### Record set
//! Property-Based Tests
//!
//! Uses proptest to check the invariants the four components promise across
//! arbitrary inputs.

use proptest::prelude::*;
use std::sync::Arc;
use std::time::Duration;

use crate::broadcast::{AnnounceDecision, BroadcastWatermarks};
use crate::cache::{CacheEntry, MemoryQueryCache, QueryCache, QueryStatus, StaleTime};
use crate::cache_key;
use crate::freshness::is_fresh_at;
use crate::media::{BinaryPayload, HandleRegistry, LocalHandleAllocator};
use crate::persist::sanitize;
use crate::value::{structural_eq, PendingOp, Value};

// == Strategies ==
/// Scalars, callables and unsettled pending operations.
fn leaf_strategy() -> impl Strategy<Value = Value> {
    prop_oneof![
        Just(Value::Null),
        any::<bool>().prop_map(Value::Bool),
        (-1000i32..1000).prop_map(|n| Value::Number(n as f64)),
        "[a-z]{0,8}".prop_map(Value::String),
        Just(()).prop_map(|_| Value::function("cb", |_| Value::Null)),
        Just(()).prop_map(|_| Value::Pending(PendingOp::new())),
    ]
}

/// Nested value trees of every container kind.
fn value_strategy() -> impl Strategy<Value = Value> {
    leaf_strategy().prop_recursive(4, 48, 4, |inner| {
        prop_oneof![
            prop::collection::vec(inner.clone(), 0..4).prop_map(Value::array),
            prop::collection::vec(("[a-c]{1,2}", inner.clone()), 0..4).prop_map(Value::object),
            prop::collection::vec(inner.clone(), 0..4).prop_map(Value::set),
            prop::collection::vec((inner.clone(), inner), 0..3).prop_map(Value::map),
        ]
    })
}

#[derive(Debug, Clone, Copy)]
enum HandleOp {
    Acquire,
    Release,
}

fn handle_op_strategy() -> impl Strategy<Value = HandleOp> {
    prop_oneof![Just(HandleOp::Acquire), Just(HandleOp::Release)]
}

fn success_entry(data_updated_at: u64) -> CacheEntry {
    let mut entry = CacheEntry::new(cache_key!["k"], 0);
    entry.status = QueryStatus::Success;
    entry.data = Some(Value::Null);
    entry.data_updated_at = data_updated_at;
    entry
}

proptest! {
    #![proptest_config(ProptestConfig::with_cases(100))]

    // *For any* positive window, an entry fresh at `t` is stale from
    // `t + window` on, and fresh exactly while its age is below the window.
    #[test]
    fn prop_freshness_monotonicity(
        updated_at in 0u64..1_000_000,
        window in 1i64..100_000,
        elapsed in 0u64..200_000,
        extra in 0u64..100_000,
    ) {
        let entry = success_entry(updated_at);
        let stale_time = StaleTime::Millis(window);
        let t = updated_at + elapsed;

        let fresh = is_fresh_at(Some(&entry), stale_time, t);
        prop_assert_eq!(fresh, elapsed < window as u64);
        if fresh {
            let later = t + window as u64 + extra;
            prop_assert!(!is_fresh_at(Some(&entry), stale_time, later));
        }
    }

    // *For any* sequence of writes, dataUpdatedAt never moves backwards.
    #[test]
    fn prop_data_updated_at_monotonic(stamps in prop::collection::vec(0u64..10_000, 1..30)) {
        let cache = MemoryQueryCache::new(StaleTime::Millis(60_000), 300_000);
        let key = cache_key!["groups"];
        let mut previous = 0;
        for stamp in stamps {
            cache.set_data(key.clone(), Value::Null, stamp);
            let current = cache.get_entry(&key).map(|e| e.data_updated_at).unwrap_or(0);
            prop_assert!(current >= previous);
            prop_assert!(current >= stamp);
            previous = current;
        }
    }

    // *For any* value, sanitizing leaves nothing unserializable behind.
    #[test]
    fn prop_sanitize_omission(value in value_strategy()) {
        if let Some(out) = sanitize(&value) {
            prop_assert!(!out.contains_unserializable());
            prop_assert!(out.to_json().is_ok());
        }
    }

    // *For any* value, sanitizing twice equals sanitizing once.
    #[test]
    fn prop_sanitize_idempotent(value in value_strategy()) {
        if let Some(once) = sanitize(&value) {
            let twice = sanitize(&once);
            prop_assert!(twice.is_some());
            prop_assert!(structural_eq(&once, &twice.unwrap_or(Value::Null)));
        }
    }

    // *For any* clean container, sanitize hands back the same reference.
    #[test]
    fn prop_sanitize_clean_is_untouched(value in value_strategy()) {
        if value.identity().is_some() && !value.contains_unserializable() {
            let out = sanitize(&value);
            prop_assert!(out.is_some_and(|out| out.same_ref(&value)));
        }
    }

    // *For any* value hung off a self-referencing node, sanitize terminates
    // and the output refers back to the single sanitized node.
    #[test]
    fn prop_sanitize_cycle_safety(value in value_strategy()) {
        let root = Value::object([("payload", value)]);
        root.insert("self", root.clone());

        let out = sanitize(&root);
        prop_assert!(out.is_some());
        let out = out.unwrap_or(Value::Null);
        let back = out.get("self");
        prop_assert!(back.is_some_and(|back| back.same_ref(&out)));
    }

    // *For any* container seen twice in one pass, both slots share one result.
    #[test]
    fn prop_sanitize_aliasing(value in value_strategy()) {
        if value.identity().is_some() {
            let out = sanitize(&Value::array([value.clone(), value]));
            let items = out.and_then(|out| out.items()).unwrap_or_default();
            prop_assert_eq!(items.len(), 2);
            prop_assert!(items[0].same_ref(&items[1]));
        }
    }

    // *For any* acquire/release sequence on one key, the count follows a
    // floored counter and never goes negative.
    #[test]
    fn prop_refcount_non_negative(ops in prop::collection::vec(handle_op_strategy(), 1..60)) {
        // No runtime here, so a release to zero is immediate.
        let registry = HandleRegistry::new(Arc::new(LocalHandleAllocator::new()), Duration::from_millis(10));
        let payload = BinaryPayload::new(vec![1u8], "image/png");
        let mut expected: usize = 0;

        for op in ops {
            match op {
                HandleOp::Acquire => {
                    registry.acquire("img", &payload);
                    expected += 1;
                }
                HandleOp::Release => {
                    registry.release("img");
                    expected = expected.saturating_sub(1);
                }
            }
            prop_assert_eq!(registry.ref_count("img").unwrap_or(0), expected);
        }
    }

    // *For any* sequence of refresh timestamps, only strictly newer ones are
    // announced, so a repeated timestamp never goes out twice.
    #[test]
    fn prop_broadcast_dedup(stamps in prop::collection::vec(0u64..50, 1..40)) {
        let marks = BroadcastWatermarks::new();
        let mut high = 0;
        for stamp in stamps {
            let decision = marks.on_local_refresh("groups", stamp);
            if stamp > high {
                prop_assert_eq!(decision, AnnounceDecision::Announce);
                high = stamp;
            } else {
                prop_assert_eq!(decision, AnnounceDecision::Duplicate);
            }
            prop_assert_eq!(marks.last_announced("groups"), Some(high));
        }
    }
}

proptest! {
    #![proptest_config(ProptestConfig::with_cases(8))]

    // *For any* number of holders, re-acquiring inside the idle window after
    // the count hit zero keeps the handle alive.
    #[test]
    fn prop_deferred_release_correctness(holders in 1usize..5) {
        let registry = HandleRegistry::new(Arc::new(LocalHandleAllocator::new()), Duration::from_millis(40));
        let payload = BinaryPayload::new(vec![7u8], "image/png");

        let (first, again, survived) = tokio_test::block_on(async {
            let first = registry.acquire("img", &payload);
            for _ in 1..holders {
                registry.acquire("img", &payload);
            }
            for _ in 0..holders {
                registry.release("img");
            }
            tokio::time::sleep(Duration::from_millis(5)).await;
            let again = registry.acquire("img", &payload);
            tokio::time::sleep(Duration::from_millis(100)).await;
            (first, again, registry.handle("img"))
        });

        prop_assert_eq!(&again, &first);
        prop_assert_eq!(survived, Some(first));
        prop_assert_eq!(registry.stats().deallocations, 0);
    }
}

### Assigned task
Output each line of the material above with no deviation.

### Answer to this problem
//! Property-Based Tests
//!
//! Uses proptest to check the invariants the four components promise across
//! arbitrary inputs.

use proptest::prelude::*;
use std::sync::Arc;
use std::time::Duration;

use crate::broadcast::{AnnounceDecision, BroadcastWatermarks};
use crate::cache::{CacheEntry, MemoryQueryCache, QueryCache, QueryStatus, StaleTime};
use crate::cache_key;
use crate::freshness::is_fresh_at;
use crate::media::{BinaryPayload, HandleRegistry, LocalHandleAllocator};
use crate::persist::sanitize;
use crate::value::{structural_eq, PendingOp, Value};

// == Strategies ==
/// Scalars, callables and unsettled pending operations.
fn leaf_strategy() -> impl Strategy<Value = Value> {
    prop_oneof![
        Just(Value::Null),
        any::<bool>().prop_map(Value::Bool),
        (-1000i32..1000).prop_map(|n| Value::Number(n as f64)),
        "[a-z]{0,8}".prop_map(Value::String),
        Just(()).prop_map(|_| Value::function("cb", |_| Value::Null)),
        Just(()).prop_map(|_| Value::Pending(PendingOp::new())),
    ]
}

/// Nested value trees of every container kind.
fn value_strategy() -> impl Strategy<Value = Value> {
    leaf_strategy().prop_recursive(4, 48, 4, |inner| {
        prop_oneof![
            prop::collection::vec(inner.clone(), 0..4).prop_map(Value::array),
            prop::collection::vec(("[a-c]{1,2}", inner.clone()), 0..4).prop_map(Value::object),
            prop::collection::vec(inner.clone(), 0..4).prop_map(Value::set),
            prop::collection::vec((inner.clone(), inner), 0..3).prop_map(Value::map),
        ]
    })
}

#[derive(Debug, Clone, Copy)]
enum HandleOp {
    Acquire,
    Release,
}

fn handle_op_strategy() -> impl Strategy<Value = HandleOp> {
    prop_oneof![Just(HandleOp::Acquire), Just(HandleOp::Release)]
}

fn success_entry(data_updated_at: u64) -> CacheEntry {
    let mut entry = CacheEntry::new(cache_key!["k"], 0);
    entry.status = QueryStatus::Success;
    entry.data = Some(Value::Null);
    entry.data_updated_at = data_updated_at;
    entry
}

proptest! {
    #![proptest_config(ProptestConfig::with_cases(100))]

    // *For any* positive window, an entry fresh at `t` is stale from
    // `t + window` on, and fresh exactly while its age is below the window.
    #[test]
    fn prop_freshness_monotonicity(
        updated_at in 0u64..1_000_000,
        window in 1i64..100_000,
        elapsed in 0u64..200_000,
        extra in 0u64..100_000,
    ) {
        let entry = success_entry(updated_at);
        let stale_time = StaleTime::Millis(window);
        let t = updated_at + elapsed;

        let fresh = is_fresh_at(Some(&entry), stale_time, t);
        prop_assert_eq!(fresh, elapsed < window as u64);
        if fresh {
            let later = t + window as u64 + extra;
            prop_assert!(!is_fresh_at(Some(&entry), stale_time, later));
        }
    }

    // *For any* sequence of writes, dataUpdatedAt never moves backwards.
    #[test]
    fn prop_data_updated_at_monotonic(stamps in prop::collection::vec(0u64..10_000, 1..30)) {
        let cache = MemoryQueryCache::new(StaleTime::Millis(60_000), 300_000);
        let key = cache_key!["groups"];
        let mut previous = 0;
        for stamp in stamps {
            cache.set_data(key.clone(), Value::Null, stamp);
            let current = cache.get_entry(&key).map(|e| e.data_updated_at).unwrap_or(0);
            prop_assert!(current >= previous);
            prop_assert!(current >= stamp);
            previous = current;
        }
    }

    // *For any* value, sanitizing leaves nothing unserializable behind.
    #[test]
    fn prop_sanitize_omission(value in value_strategy()) {
        if let Some(out) = sanitize(&value) {
            prop_assert!(!out.contains_unserializable());
            prop_assert!(out.to_json().is_ok());
        }
    }

    // *For any* value, sanitizing twice equals sanitizing once.
    #[test]
    fn prop_sanitize_idempotent(value in value_strategy()) {
        if let Some(once) = sanitize(&value) {
            let twice = sanitize(&once);
            prop_assert!(twice.is_some());
            prop_assert!(structural_eq(&once, &twice.unwrap_or(Value::Null)));
        }
    }

    // *For any* clean container, sanitize hands back the same reference.
    #[test]
    fn prop_sanitize_clean_is_untouched(value in value_strategy()) {
        if value.identity().is_some() && !value.contains_unserializable() {
            let out = sanitize(&value);
            prop_assert!(out.is_some_and(|out| out.same_ref(&value)));
        }
    }

    // *For any* value hung off a self-referencing node, sanitize terminates
    // and the output refers back to the single sanitized node.
    #[test]
    fn prop_sanitize_cycle_safety(value in value_strategy()) {
        let root = Value::object([("payload", value)]);
        root.insert("self", root.clone());

        let out = sanitize(&root);
        prop_assert!(out.is_some());
        let out = out.unwrap_or(Value::Null);
        let back = out.get("self");
        prop_assert!(back.is_some_and(|back| back.same_ref(&out)));
    }

    // *For any* container seen twice in one pass, both slots share one result.
    #[test]
    fn prop_sanitize_aliasing(value in value_strategy()) {
        if value.identity().is_some() {
            let out = sanitize(&Value::array([value.clone(), value]));
            let items = out.and_then(|out| out.items()).unwrap_or_default();
            prop_assert_eq!(items.len(), 2);
            prop_assert!(items[0].same_ref(&items[1]));
        }
    }

    // *For any* acquire/release sequence on one key, the count follows a
    // floored counter and never goes negative.
    #[test]
    fn prop_refcount_non_negative(ops in prop::collection::vec(handle_op_strategy(), 1..60)) {
        // No runtime here, so a release to zero is immediate.
        let registry = HandleRegistry::new(Arc::new(LocalHandleAllocator::new()), Duration::from_millis(10));
        let payload = BinaryPayload::new(vec![1u8], "image/png");
        let mut expected: usize = 0;

        for op in ops {
            match op {
                HandleOp::Acquire => {
                    registry.acquire("img", &payload);
                    expected += 1;
                }
                HandleOp::Release => {
                    registry.release("img");
                    expected = expected.saturating_sub(1);
                }
            }
            prop_assert_eq!(registry.ref_count("img").unwrap_or(0), expected);
        }
    }

    // *For any* sequence of refresh timestamps, only strictly newer ones are
    // announced, so a repeated timestamp never goes out twice.
    #[test]
    fn prop_broadcast_dedup(stamps in prop::collection::vec(0u64..50, 1..40)) {
        let marks = BroadcastWatermarks::new();
        let mut high = 0;
        for stamp in stamps {
            let decision = marks.on_local_refresh("groups", stamp);
            if stamp > high {
                prop_assert_eq!(decision, AnnounceDecision::Announce);
                high = stamp;
            } else {
                prop_assert_eq!(decision, AnnounceDecision::Duplicate);
            }
            prop_assert_eq!(marks.last_announced("groups"), Some(high));
        }
    }
}

proptest! {
    #![proptest_config(ProptestConfig::with_cases(8))]

    // *For any* number of holders, re-acquiring inside the idle window after
    // the count hit zero keeps the handle alive.
    #[test]
    fn prop_deferred_release_correctness(holders in 1usize..5) {
        let registry = HandleRegistry::new(Arc::new(LocalHandleAllocator::new()), Duration::from_millis(40));
        let payload = BinaryPayload::new(vec![7u8], "image/png");

        let (first, again, survived) = tokio_test::block_on(async {
            let first = registry.acquire("img", &payload);
            for _ in 1..holders {
                registry.acquire("img", &payload);
            }
            for _ in 0..holders {
                registry.release("img");
            }
            tokio::time::sleep(Duration::from_millis(5)).await;
            let again = registry.acquire("img", &payload);
            tokio::time::sleep(Duration::from_millis(100)).await;
            (first, again, registry.handle("img"))
        });

        prop_assert_eq!(&again, &first);
        prop_assert_eq!(survived, Some(first));
        prop_assert_eq!(registry.stats().deallocations, 0);
    }
}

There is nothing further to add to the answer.